Imposible cerrar la ventana
por Gonzalo de PedroHoy ya lo sabemos: todo lo que escribimos en internet (incluso lo que escribimos y no publicamos), todo lo que decimos, comentamos, las fotos que compartimos, los chistes que enviamos, las llamadas que hacemos, en definitiva, nuestra identidad virtual (¿y acaso hay otra?) pasa a formar parte de esa inmensa esfera en la que lo privado se diluye con lo público, y las vidas dejan de ser nuestras para ser información, datos, armas, en manos de corporaciones, gobiernos, hackers, locos.
Revisitando el clásico de Alfred Hitchcock La ventana indiscreta (1954), Nacho Vigalondo ha compuesto una sinfonía digital en la que todo parece sonar a la vez y, al mismo tiempo, todo parece moverse en cualquier dirección, sin más orden que la propia entropía digital: un flujo constante de imágenes, datos, mensajes, llamadas y ventanas que se superponen formando un todo matemático de unos y ceros que terminan componiendo una distopía (acaso no tan distante, acaso no tan lejana) de ese abismo digital en el que vivimos envueltos.
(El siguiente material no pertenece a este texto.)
use crate::consts::BUSY_WAIT_LIMIT;

#[derive(Debug)]
#[cfg_attr(feature = "defmt", derive(defmt::Format))]
pub enum DmxUartDriverError<E> {
    /// The request timed time out.
    /// IMPORTANT: If you implement a driver make sure this error gets raised instead
    /// of a driver specific error.
    TimeoutError,
    /// A driver specific error.
    DriverError(E),
}

impl<E: core::fmt::Display> core::fmt::Display for DmxUartDriverError<E> {
    fn fmt(&self, f: &mut core::fmt::Formatter<'_>) -> core::fmt::Result {
        match self {
            DmxUartDriverError::TimeoutError => write!(f, "timeout error occurred"),
            DmxUartDriverError::DriverError(error) => error.fmt(f),
        }
    }
}

#[cfg(feature = "std")]
impl<E: core::fmt::Display + core::fmt::Debug> std::error::Error for DmxUartDriverError<E> {}

impl<E> From<E> for DmxUartDriverError<E> {
    fn from(value: E) -> Self {
        Self::DriverError(value)
    }
}

/// One byte taken from the receive register together with the line status it arrived with.
#[derive(Debug, Copy, Clone, Eq, PartialEq)]
#[cfg_attr(feature = "defmt", derive(defmt::Format))]
pub struct UartByte {
    pub data: u8,
    /// The stop bit was missing, i.e. the line was still low after the data bits.
    pub framing_error: bool,
}

impl UartByte {
    pub fn data(data: u8) -> Self {
        Self {
            data,
            framing_error: false,
        }
    }

    /// How a break looks like to a uart: a zero byte without stop bit.
    pub fn break_condition() -> Self {
        Self {
            data: 0,
            framing_error: true,
        }
    }

    pub fn is_break(&self) -> bool {
        self.framing_error && self.data == 0
    }
}

pub trait DmxUartDriver {
    type DriverError;
}

/// Object to implement access to the uart.
/// It can read frames.
/// It has to communicate at 250000 baud.
pub trait DmxRecvUartDriver: DmxUartDriver {
    /// Returns true if the receive register holds a byte.
    fn is_byte_available(&mut self) -> Result<bool, DmxUartDriverError<Self::DriverError>>;

    /// Blocks until a byte was received. Receiver overrun conditions have to be cleared by the
    /// driver. Drivers that can't block (mockups) return a timeout error instead.
    fn read_byte(&mut self) -> Result<UartByte, DmxUartDriverError<Self::DriverError>>;

    /// Returns true if the receive line is idle.
    fn is_receiver_idle(&mut self) -> Result<bool, DmxUartDriverError<Self::DriverError>>;

    /// Busy waits for the given amount of microseconds.
    fn wait_us(&mut self, micros: u32);
}

/// Object to implement access to the uart.
/// It can write frames.
/// It has to communicate at 250000 baud.
pub trait DmxRespUartDriver: DmxUartDriver {
    /// Blocks until the byte was put into the transmit register.
    fn write_byte(&mut self, byte: u8) -> Result<(), DmxUartDriverError<Self::DriverError>>;

    /// Returns true if the transmit shift register is empty, i.e. every written byte is
    /// completely on the wire.
    fn is_transmit_empty(&mut self) -> Result<bool, DmxUartDriverError<Self::DriverError>>;

    /// Reconfigures the baud rate. Used to generate break and mark after break.
    fn set_baud_rate(&mut self, baud: u32) -> Result<(), DmxUartDriverError<Self::DriverError>>;

    /// Drives the driver enable line of the RS485 transceiver.
    fn set_transmit_enable(
        &mut self,
        enabled: bool,
    ) -> Result<(), DmxUartDriverError<Self::DriverError>>;
}

/// Spins on a status flag until it becomes true. Gives up after [BUSY_WAIT_LIMIT] polls.
pub(crate) fn busy_wait<E>(
    mut flag: impl FnMut() -> Result<bool, DmxUartDriverError<E>>,
) -> Result<(), DmxUartDriverError<E>> {
    for _ in 0..BUSY_WAIT_LIMIT {
        if flag()? {
            return Ok(());
        }
    }

    Err(DmxUartDriverError::TimeoutError)
}
use crate::consts::{BREAK_BAUD, DMX_BAUD};
use crate::dmx_uart_driver::{
    busy_wait, DmxRecvUartDriver, DmxRespUartDriver, DmxUartDriver, DmxUartDriverError, UartByte,
};

#[derive(Debug)]
#[cfg_attr(feature = "defmt", derive(defmt::Format))]
pub enum DmxError<E> {
    /// The uart didn't reach the expected state in time.
    /// **Important:** If you implement a driver make sure this error gets raised instead
    /// of a driver specific error.
    TimeoutError,
    /// An error raised by the uart driver.
    DriverError(E),
}

impl<E: core::fmt::Display> core::fmt::Display for DmxError<E> {
    fn fmt(&self, f: &mut core::fmt::Formatter<'_>) -> core::fmt::Result {
        match self {
            DmxError::TimeoutError => write!(f, "uart timed out"),
            DmxError::DriverError(error) => error.fmt(f),
        }
    }
}

#[cfg(feature = "std")]
impl<E: core::fmt::Display + core::fmt::Debug> std::error::Error for DmxError<E> {}

impl<E> From<DmxUartDriverError<E>> for DmxError<E> {
    fn from(value: DmxUartDriverError<E>) -> Self {
        match value {
            DmxUartDriverError::TimeoutError => Self::TimeoutError,
            DmxUartDriverError::DriverError(driver_error) => Self::DriverError(driver_error),
        }
    }
}

/// What a received byte means on the dmx line.
#[derive(Debug, Copy, Clone, Eq, PartialEq)]
#[cfg_attr(feature = "defmt", derive(defmt::Format))]
pub enum BusByte {
    /// A zero byte with framing error. The only thing that (re)starts a frame.
    Break,
    /// A regularly framed byte.
    Data(u8),
    /// A byte with framing error that isn't a break (noise, baud mismatch). It carries no
    /// meaning and gets dropped.
    Stray(u8),
}

impl From<UartByte> for BusByte {
    fn from(value: UartByte) -> Self {
        match (value.framing_error, value.data) {
            (true, 0) => Self::Break,
            (true, data) => Self::Stray(data),
            (false, data) => Self::Data(data),
        }
    }
}

/// Trait for putting frames onto the bus.
pub trait DmxTransmitter: DmxUartDriver {
    /// Waits until the line is quiet, takes the bus and sends break, mark after break and
    /// the start code. The caller has to send exactly the agreed amount of slots afterward.
    fn send_break(&mut self, start_code: u8) -> Result<(), DmxError<Self::DriverError>>;

    /// Sends a break without start code. Devices use it to answer a poll.
    fn send_bare_break(&mut self) -> Result<(), DmxError<Self::DriverError>>;

    /// Sends a single slot.
    fn send_slot(&mut self, value: u8) -> Result<(), DmxError<Self::DriverError>>;

    /// Waits until the last byte is on the wire and releases the bus for receiving.
    fn release_bus(&mut self) -> Result<(), DmxError<Self::DriverError>>;

    /// Sends a complete frame. The bus stays taken.
    fn send_package(
        &mut self,
        start_code: u8,
        slots: &[u8],
    ) -> Result<(), DmxError<Self::DriverError>> {
        self.send_break(start_code)?;
        for slot in slots {
            self.send_slot(*slot)?;
        }

        Ok(())
    }
}

/// Trait for taking bytes from the bus.
pub trait DmxReceiver: DmxUartDriver {
    /// Returns the next byte if one has been received, without blocking.
    fn try_receive(&mut self) -> Result<Option<BusByte>, DmxError<Self::DriverError>>;

    /// Blocks until the next byte was received.
    fn receive(&mut self) -> Result<BusByte, DmxError<Self::DriverError>>;

    /// Samples the line once per microsecond for `window_us` microseconds and returns true as
    /// soon as a break arrives. Everything else gets drained to avoid receiver overruns.
    fn wait_for_break(&mut self, window_us: u32) -> Result<bool, DmxError<Self::DriverError>>;
}

fn write_break<D: DmxRespUartDriver>(driver: &mut D) -> Result<(), DmxError<D::DriverError>> {
    driver.set_transmit_enable(true)?;
    driver.set_baud_rate(BREAK_BAUD)?;
    // The slowed down zero byte is the break, its stop bits are the mark after break.
    driver.write_byte(0)?;
    busy_wait(|| driver.is_transmit_empty())?;
    driver.set_baud_rate(DMX_BAUD)?;

    Ok(())
}

impl<D: DmxRespUartDriver + DmxRecvUartDriver> DmxTransmitter for D {
    fn send_break(&mut self, start_code: u8) -> Result<(), DmxError<Self::DriverError>> {
        busy_wait(|| self.is_transmit_empty())?;
        busy_wait(|| self.is_receiver_idle())?;

        write_break(self)?;
        self.write_byte(start_code)?;

        Ok(())
    }

    fn send_bare_break(&mut self) -> Result<(), DmxError<Self::DriverError>> {
        busy_wait(|| self.is_transmit_empty())?;
        write_break(self)
    }

    fn send_slot(&mut self, value: u8) -> Result<(), DmxError<Self::DriverError>> {
        self.write_byte(value)?;

        Ok(())
    }

    fn release_bus(&mut self) -> Result<(), DmxError<Self::DriverError>> {
        busy_wait(|| self.is_transmit_empty())?;
        self.set_transmit_enable(false)?;

        Ok(())
    }
}

impl<D: DmxRecvUartDriver> DmxReceiver for D {
    fn try_receive(&mut self) -> Result<Option<BusByte>, DmxError<Self::DriverError>> {
        if !self.is_byte_available()? {
            return Ok(None);
        }

        Ok(Some(self.read_byte()?.into()))
    }

    fn receive(&mut self) -> Result<BusByte, DmxError<Self::DriverError>> {
        Ok(self.read_byte()?.into())
    }

    fn wait_for_break(&mut self, window_us: u32) -> Result<bool, DmxError<Self::DriverError>> {
        for _ in 0..window_us {
            match self.try_receive()? {
                Some(BusByte::Break) => return Ok(true),
                Some(other) => log::trace!("dropped {:?} while waiting for break", other),
                None => {},
            }

            self.wait_us(1);
        }

        Ok(false)
    }
}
Pegando, de forma casi literal, la cámara a la pantalla de un ordenador, Vigalondo ha rodado la primera película de la era post-Youtube: ya no se trata solo del flujo constante de imágenes e informaciones, del zappeo, del relato asincopado y sin fin, sino de un mundo en el que los relatos, verídicos, de Edward Snowden corren el riesgo de quedar como cuentos de monjas para asustar a los niños pobres. Porque las ventanas abiertas del título, esas por las que espiamos a los vecinos, son también aquellas por las que nos espían. Como aquel momento en la película de Hitchcock en el que el vecino descubría a James Stewart espiándole por la ventana, las ventanas digitales son un arma de doble filo: sirven para ver y ser vistos, para salir, pero también para dejar entrar. Y además, de forma terroríficamente real.
Y así, la tercera película de Vigalondo, ese cineasta al que en España nadie toma en serio, más conocido por sus bromas en Twitter que por su trabajo tras la cámara, se convierte en una versión hipervitaminada, esteróidica y digitalizada del mundo de la sospecha y el espionaje que Hitchcock planteaba en 1954. Y sin ser un remake explícito, es obvio que Vigalondo juega con el referente de la película que mejor habló de la pulsión escópica, el deseo imperioso de mirar, como construcción de relatos y, al mismo tiempo, como sublimación del deseo sexual, de las pasiones más oscuras, de las necesidades más básicas. Si en Los cronocrímenes, el protagonista se veía envuelto en un sinsentido espacio-temporal por la turbación que le produce la visión de una mujer desnuda y su afán por verla de cerca, en Open Windows es también el deseo de ver lo que permanece invisible lo que desata este rompecabezas sobre el consumo desaforado de imágenes, y sus interferencias con el mundo real. Con momentos realmente brillantes, y una vocación de riesgo inaudita para los estándares de un cine español industrial acomodado en su propia desidia, Vigalondo ha compuesto una película que se descompone, quien sabe si de forma consciente, conforme avanza su relato, como si fuera el fruto de una navegación esquizoide por internet, de enlace a enlace, de pantalla en pantalla, hasta perder el norte. Y así, las propias imágenes de la película, en su tramo final, se convierten en un remedo imposible en un 3D cubista de aquello que pensábamos que eran las verdaderas imágenes. Al final, ni Sasha Grey ni Elijah Wood, o sus equivalentes en la ficción, son más que sumas de capas, ventanas, vectores y números que se descomponen en nuestra pantalla.
A favor: La capacidad de inventarse una forma que supera lo imaginable para ser terriblemente real.
En contra: La vocación de exceso, que puede terminar por consumir la película sobre sí misma.